Both the open source radeon and proprietary fglrx driver support triple-head setups on HD5000 cards. 2D and 3D acceleration code has been added to the open source drivers very recently.

Note that due to hardware limitations, one of the three monitors needs to be connected via DisplayPort (natively or using an active adapter).

----------

## norg

 *chithanh wrote:*   

> Both the open source radeon and proprietary fglrx driver support triple-head setups on HD5000 cards. 2D and 3D acceleration code has been added to the open source drivers very recently.

 

Do you have more information about this? I followed the changelog of fglrx but never seen the eyefinity support.

But this sounds great, i hope this is true  :Smile: 

Although i liked the nvidia binary drivers more, but maybe AMD/ATI has improved their drivers.

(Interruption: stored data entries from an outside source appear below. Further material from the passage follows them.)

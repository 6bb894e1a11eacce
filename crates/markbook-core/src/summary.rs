//! Aggregate result of one import run

use markbook_core_types::RequestId;

use crate::errors::{ExError, ImportError};
use crate::model::StudentId;

/// What happened to one student's book
#[derive(Debug, Clone, Copy, PartialEq, Eq)]
pub enum Outcome {
    Created,
    Updated,
    Skipped,
}

/// Non-fatal conditions surfaced to operators
#[derive(Debug, Clone, Copy, PartialEq, Eq)]
pub enum WarningKind {
    /// A required file came from an older snapshot than the newest one
    PartialStaleness,
    /// One archive in a student's history could not be read
    PerTarExtraction,
    /// Only the pre-submission archive was present
    PreSubmissionFallback,
    /// A numbered archive named by the log is gone
    OverwrittenArchive,
    /// A non-default archive stood in for the default one
    NonDefaultSubstitution,
    /// A student folder had nothing to import
    EmptySubmission,
    /// The page counter rejected one file
    DocumentSplit,
    /// The resolved version is older than the stored one
    OlderThanStored,
    /// The stored copy of a file could not be hashed
    StoredFileUnreadable,
    /// A stored page's file is missing from the data folder
    MissingStoredFile,
    /// Whole-run notices, such as skipped folders
    Run,
}

impl WarningKind {
    pub fn as_str(&self) -> &'static str {
        match self {
            WarningKind::PartialStaleness => "partial_staleness",
            WarningKind::PerTarExtraction => "per_tar_extraction",
            WarningKind::PreSubmissionFallback => "pre_submission_fallback",
            WarningKind::OverwrittenArchive => "overwritten_archive",
            WarningKind::NonDefaultSubstitution => "non_default_substitution",
            WarningKind::EmptySubmission => "empty_submission",
            WarningKind::DocumentSplit => "document_split",
            WarningKind::OlderThanStored => "older_than_stored",
            WarningKind::StoredFileUnreadable => "stored_file_unreadable",
            WarningKind::MissingStoredFile => "missing_stored_file",
            WarningKind::Run => "run",
        }
    }
}

#[derive(Debug, Clone, PartialEq)]
pub struct ImportWarning {
    pub student_id: Option<StudentId>,
    pub kind: WarningKind,
    pub message: String,
}

impl ImportWarning {
    pub fn student(student_id: &StudentId, kind: WarningKind, message: impl Into<String>) -> Self {
        Self {
            student_id: Some(student_id.clone()),
            kind,
            message: message.into(),
        }
    }

    pub fn run(message: impl Into<String>) -> Self {
        Self {
            student_id: None,
            kind: WarningKind::Run,
            message: message.into(),
        }
    }

    /// Emit the warning on the tracing stream
    pub fn emit(&self) {
        match &self.student_id {
            Some(sid) => tracing::warn!(
                student_id = sid.as_str(),
                warning = self.kind.as_str(),
                "{}",
                self.message
            ),
            None => tracing::warn!(warning = self.kind.as_str(), "{}", self.message),
        }
    }
}

impl std::fmt::Display for ImportWarning {
    fn fmt(&self, f: &mut std::fmt::Formatter<'_>) -> std::fmt::Result {
        match &self.student_id {
            Some(sid) => write!(f, "[{}] {}: {}", self.kind.as_str(), sid, self.message),
            None => write!(f, "[{}] {}", self.kind.as_str(), self.message),
        }
    }
}

/// A student excluded from the success counts
#[derive(Debug, Clone)]
pub struct StudentFailure {
    pub student_id: StudentId,
    pub error: ImportError,
}

impl StudentFailure {
    pub fn to_ex_error(&self) -> ExError {
        self.error.clone().into()
    }
}

/// A queued copy that did not land on disk
#[derive(Debug, Clone, PartialEq, Eq)]
pub struct CopyFailure {
    pub student_id: StudentId,
    pub book_id: i64,
    pub file_path: String,
    pub reason: String,
}

#[derive(Debug, Clone)]
pub struct ImportSummary {
    pub request_id: RequestId,
    pub created: usize,
    pub updated: usize,
    pub skipped: usize,
    pub copied: usize,
    pub failures: Vec<StudentFailure>,
    pub warnings: Vec<ImportWarning>,
    pub copy_failures: Vec<CopyFailure>,
}

impl ImportSummary {
    pub fn new(request_id: RequestId) -> Self {
        Self {
            request_id,
            created: 0,
            updated: 0,
            skipped: 0,
            copied: 0,
            failures: Vec::new(),
            warnings: Vec::new(),
            copy_failures: Vec::new(),
        }
    }

    pub fn record(&mut self, outcome: Outcome) {
        match outcome {
            Outcome::Created => self.created += 1,
            Outcome::Updated => self.updated += 1,
            Outcome::Skipped => self.skipped += 1,
        }
    }

    pub fn record_failure(&mut self, student_id: StudentId, error: ImportError) {
        self.failures.push(StudentFailure { student_id, error });
    }

    /// False if any student failed or any copy did not land
    pub fn is_complete(&self) -> bool {
        self.failures.is_empty() && self.copy_failures.is_empty()
    }

    pub fn processed(&self) -> usize {
        self.created + self.updated + self.skipped + self.failures.len()
    }
}

#[cfg(test)]
mod tests {
    use super::*;

    fn sid(raw: &str) -> StudentId {
        StudentId::normalize(raw).unwrap()
    }

    #[test]
    fn test_counts_and_completeness() {
        let mut summary = ImportSummary::new(RequestId::new());
        summary.record(Outcome::Created);
        summary.record(Outcome::Skipped);
        summary.record(Outcome::Skipped);
        assert_eq!((summary.created, summary.updated, summary.skipped), (1, 0, 2));
        assert!(summary.is_complete());

        summary.record_failure(
            sid("1"),
            ImportError::MissingLog {
                student_id: sid("1"),
            },
        );
        assert!(!summary.is_complete());
        assert_eq!(summary.processed(), 4);
    }

    #[test]
    fn test_copy_failure_makes_run_incomplete() {
        let mut summary = ImportSummary::new(RequestId::new());
        summary.copy_failures.push(CopyFailure {
            student_id: sid("2"),
            book_id: 7,
            file_path: "a.pdf".into(),
            reason: "disk full".into(),
        });
        assert!(!summary.is_complete());
    }

    #[test]
    fn test_warning_display() {
        let w = ImportWarning::student(&sid("3"), WarningKind::PerTarExtraction, "sub1.tar unreadable");
        assert_eq!(w.to_string(), "[per_tar_extraction] z3: sub1.tar unreadable");
    }
}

Using Displayport is no problem, i want to buy three HP ZR24W

----------

## chithanh

 *http://www2.ati.com/relnotes/catalyst_107_release_notes.pdf wrote:*   

> ATI Eyefinity support
> 
> ATI Catalyst™ 10.7 delivers support for ATI Eyefinity technology under all
> 
> supported Linux distributions

 

----------

## norg

Ah great thanks. Any informations about the opensource driver, too?

And anyone already using a TripleHead setup who can tell me something about his experience?

----------

## jordanwb

This is the phoronix article I saw: http://www.phoronix.com/scan.php?page=article&item=amd_evergreen_3d&num=1 I'm currently looking into getting a 5450 in the next few months.

----------